### Directions for this task
Search the entries for the word "String". Copy each line in which it is found.

# # # # # # #

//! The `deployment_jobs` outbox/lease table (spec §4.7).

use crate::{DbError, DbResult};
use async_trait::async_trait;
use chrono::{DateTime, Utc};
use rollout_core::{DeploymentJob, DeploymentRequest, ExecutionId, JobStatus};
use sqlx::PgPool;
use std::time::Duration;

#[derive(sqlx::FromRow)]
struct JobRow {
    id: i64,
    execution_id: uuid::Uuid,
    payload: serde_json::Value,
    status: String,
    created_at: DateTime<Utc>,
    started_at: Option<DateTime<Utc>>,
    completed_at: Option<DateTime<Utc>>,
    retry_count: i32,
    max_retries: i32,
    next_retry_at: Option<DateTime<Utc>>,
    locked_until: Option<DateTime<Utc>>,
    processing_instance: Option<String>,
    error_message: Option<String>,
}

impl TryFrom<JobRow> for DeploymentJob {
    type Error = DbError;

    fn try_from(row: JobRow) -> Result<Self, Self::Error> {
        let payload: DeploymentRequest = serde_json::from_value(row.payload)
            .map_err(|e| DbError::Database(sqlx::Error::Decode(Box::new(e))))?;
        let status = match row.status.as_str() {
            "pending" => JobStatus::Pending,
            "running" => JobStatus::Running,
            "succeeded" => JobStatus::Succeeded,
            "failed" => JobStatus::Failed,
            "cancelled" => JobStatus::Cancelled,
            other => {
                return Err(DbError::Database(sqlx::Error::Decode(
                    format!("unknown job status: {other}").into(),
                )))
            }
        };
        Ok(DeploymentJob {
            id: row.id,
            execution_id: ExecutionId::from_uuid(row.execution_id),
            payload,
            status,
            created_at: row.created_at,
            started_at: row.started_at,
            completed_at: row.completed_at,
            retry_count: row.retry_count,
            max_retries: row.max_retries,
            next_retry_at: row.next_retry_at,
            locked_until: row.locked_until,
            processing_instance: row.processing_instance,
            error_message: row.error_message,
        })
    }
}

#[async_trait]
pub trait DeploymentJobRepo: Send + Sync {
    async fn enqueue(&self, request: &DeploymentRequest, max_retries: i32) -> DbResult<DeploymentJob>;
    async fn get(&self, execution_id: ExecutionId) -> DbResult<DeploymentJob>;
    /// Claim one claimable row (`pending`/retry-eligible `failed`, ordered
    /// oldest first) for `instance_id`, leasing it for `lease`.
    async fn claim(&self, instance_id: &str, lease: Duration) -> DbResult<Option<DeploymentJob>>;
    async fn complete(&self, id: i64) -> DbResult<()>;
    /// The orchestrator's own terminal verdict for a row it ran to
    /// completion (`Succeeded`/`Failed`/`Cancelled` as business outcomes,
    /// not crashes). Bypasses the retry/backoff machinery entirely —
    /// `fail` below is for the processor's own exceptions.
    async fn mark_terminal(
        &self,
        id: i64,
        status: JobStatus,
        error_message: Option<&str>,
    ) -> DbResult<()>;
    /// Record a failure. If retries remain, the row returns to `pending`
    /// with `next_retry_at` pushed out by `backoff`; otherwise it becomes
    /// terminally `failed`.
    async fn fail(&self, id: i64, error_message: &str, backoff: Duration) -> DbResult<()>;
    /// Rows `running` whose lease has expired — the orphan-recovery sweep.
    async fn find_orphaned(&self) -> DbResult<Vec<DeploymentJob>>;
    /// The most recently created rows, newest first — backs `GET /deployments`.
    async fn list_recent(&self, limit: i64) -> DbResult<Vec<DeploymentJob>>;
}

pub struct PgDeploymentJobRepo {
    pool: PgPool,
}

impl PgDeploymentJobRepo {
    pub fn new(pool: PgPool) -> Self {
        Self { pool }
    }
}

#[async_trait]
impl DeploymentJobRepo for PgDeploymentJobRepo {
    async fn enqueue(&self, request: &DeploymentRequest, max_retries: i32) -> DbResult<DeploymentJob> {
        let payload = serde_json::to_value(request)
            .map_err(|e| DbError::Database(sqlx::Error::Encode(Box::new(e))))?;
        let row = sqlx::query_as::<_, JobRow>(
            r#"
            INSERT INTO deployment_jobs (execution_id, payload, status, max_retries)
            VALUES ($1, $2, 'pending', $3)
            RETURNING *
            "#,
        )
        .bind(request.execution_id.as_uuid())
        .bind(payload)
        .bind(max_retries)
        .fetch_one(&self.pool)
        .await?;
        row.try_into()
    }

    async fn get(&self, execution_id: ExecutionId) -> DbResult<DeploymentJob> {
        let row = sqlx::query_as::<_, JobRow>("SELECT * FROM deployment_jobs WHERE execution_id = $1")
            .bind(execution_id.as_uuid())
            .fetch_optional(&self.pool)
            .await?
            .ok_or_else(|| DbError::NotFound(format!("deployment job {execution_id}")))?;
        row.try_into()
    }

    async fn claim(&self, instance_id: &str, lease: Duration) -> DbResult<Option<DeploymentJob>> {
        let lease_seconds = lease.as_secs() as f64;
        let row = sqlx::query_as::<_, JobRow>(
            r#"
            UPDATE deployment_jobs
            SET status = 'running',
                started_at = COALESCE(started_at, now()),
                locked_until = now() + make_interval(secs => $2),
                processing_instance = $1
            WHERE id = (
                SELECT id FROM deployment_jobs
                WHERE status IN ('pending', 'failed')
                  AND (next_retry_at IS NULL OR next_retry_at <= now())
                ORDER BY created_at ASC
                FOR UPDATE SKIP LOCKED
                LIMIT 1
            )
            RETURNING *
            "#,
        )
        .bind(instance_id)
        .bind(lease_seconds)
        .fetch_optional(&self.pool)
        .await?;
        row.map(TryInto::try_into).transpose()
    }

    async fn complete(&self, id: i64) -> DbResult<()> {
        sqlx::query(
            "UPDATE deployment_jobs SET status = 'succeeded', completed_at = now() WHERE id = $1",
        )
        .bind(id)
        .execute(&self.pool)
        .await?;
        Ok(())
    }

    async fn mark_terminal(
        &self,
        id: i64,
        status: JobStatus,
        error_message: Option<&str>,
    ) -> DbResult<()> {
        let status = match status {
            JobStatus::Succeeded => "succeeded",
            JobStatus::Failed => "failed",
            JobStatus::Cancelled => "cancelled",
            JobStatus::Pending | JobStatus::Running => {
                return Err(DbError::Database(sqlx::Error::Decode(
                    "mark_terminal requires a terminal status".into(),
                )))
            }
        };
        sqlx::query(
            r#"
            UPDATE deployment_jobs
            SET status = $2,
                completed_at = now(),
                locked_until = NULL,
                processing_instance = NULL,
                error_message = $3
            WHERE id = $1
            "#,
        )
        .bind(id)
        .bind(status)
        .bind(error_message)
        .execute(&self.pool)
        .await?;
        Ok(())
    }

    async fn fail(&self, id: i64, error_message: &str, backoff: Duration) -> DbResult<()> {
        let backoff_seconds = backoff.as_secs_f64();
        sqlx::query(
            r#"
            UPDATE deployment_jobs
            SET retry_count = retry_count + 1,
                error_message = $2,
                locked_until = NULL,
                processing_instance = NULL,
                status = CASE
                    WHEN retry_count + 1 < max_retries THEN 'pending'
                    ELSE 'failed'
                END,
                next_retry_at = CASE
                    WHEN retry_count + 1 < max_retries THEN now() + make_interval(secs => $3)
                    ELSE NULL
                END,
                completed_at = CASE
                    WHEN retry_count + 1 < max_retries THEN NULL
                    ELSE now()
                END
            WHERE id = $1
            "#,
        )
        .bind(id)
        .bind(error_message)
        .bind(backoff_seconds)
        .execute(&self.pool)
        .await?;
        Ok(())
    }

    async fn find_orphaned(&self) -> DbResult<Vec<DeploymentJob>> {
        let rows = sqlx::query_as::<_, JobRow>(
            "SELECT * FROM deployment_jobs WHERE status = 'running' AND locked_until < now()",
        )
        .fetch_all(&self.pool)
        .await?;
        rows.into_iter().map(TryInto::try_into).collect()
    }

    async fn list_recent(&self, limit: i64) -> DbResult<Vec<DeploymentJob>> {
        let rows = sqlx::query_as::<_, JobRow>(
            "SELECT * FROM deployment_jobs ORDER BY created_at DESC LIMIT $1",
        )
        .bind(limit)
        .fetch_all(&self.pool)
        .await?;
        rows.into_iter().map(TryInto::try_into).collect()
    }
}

# # # # # # #

### Answer to the exercise
    status: String,
    processing_instance: Option<String>,
    error_message: Option<String>,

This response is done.